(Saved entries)
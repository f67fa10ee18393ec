// SPDX-License-Identifier: MIT OR Apache-2.0

#![forbid(unsafe_code)]

use pvqc_core::QcError;

/// Segment cost contract used by change point search.
///
/// Segments are half-open intervals `[start, end)` over a finite sequence.
pub trait CostModel {
    type Cache: Send + Sync;

    fn name(&self) -> &'static str;

    /// Rejects sequences the model cannot score.
    fn validate(&self, values: &[f64]) -> Result<(), QcError> {
        if values.is_empty() {
            return Err(QcError::insufficient_data(format!(
                "{} requires n >= 1; got n=0",
                self.name()
            )));
        }
        if let Some((idx, value)) = values
            .iter()
            .enumerate()
            .find(|(_, value)| !value.is_finite())
        {
            return Err(QcError::input(format!(
                "{} requires finite values; got values[{idx}]={value}",
                self.name()
            )));
        }
        Ok(())
    }

    fn precompute(&self, values: &[f64]) -> Result<Self::Cache, QcError>;

    /// Parameters per segment counted by BIC/AIC penalties.
    fn penalty_params_per_segment(&self) -> usize {
        2
    }

    fn segment_cost(&self, cache: &Self::Cache, start: usize, end: usize) -> f64;
}

/// Selectable built-in cost model.
#[cfg_attr(feature = "serde", derive(serde::Serialize, serde::Deserialize))]
#[derive(Clone, Copy, Debug, Default, PartialEq, Eq)]
pub enum CostKind {
    /// Piecewise-constant mean, squared error.
    #[default]
    L2,
    /// Piecewise-constant median, absolute error.
    L1,
}

impl CostKind {
    pub const fn as_str(self) -> &'static str {
        match self {
            Self::L2 => "l2_mean",
            Self::L1 => "l1_median",
        }
    }
}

=== TASK DIRECTIONS ===
Nothing may be omitted or altered; reproduce all of the entries.

=== RESPONSE ===
repository f67fa10ee18393ec
// SPDX-License-Identifier: MIT OR Apache-2.0

#![forbid(unsafe_code)]

use pvqc_core::QcError;

/// Segment cost contract used by change point search.
///
/// Segments are half-open intervals `[start, end)` over a finite sequence.
pub trait CostModel {
    type Cache: Send + Sync;

    fn name(&self) -> &'static str;

    /// Rejects sequences the model cannot score.
    fn validate(&self, values: &[f64]) -> Result<(), QcError> {
        if values.is_empty() {
            return Err(QcError::insufficient_data(format!(
                "{} requires n >= 1; got n=0",
                self.name()
            )));
        }
        if let Some((idx, value)) = values
            .iter()
            .enumerate()
            .find(|(_, value)| !value.is_finite())
        {
            return Err(QcError::input(format!(
                "{} requires finite values; got values[{idx}]={value}",
                self.name()
            )));
        }
        Ok(())
    }

    fn precompute(&self, values: &[f64]) -> Result<Self::Cache, QcError>;

    /// Parameters per segment counted by BIC/AIC penalties.
    fn penalty_params_per_segment(&self) -> usize {
        2
    }

    fn segment_cost(&self, cache: &Self::Cache, start: usize, end: usize) -> f64;
}

/// Selectable built-in cost model.
#[cfg_attr(feature = "serde", derive(serde::Serialize, serde::Deserialize))]
#[derive(Clone, Copy, Debug, Default, PartialEq, Eq)]
pub enum CostKind {
    /// Piecewise-constant mean, squared error.
    #[default]
    L2,
    /// Piecewise-constant median, absolute error.
    L1,
}

impl CostKind {
    pub const fn as_str(self) -> &'static str {
        match self {
            Self::L2 => "l2_mean",
            Self::L1 => "l1_median",
        }
    }
}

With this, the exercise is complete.